Search the material for lines containing the word "crate", and copy each one.

**LISTED RECORDS**:
┄┄┄┄┄┄┄┄┄┄┄┄┄┄┄┄┄┄┄┄

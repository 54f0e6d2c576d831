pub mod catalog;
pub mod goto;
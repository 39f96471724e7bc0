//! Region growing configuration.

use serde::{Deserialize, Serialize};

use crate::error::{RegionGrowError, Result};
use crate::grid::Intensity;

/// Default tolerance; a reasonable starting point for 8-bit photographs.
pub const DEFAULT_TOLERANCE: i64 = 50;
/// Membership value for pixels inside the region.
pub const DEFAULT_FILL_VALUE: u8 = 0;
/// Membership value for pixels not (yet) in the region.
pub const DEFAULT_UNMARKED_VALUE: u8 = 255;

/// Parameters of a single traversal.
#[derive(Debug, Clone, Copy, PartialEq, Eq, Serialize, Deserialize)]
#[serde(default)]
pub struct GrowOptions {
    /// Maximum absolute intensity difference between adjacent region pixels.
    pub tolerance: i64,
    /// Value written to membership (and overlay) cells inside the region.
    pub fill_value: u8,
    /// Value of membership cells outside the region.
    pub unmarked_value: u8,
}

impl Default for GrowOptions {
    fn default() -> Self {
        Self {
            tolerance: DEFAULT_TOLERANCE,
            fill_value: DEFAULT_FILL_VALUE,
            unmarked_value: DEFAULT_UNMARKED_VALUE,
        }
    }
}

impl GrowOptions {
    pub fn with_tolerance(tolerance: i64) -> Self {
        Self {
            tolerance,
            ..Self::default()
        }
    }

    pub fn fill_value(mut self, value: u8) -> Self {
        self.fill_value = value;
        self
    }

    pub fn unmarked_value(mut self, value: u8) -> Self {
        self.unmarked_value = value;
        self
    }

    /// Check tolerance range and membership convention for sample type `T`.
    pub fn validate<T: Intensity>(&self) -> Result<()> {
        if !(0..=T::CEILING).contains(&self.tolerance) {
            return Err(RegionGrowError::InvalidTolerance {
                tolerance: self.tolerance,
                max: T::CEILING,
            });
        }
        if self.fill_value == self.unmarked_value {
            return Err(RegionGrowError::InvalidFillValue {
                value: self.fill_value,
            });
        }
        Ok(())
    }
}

┄┄┄┄┄┄┄┄┄┄┄┄┄┄┄┄┄┄┄┄

**REPLY TO THE EXERCISE**:
use crate::error::{RegionGrowError, Result};
use crate::grid::Intensity;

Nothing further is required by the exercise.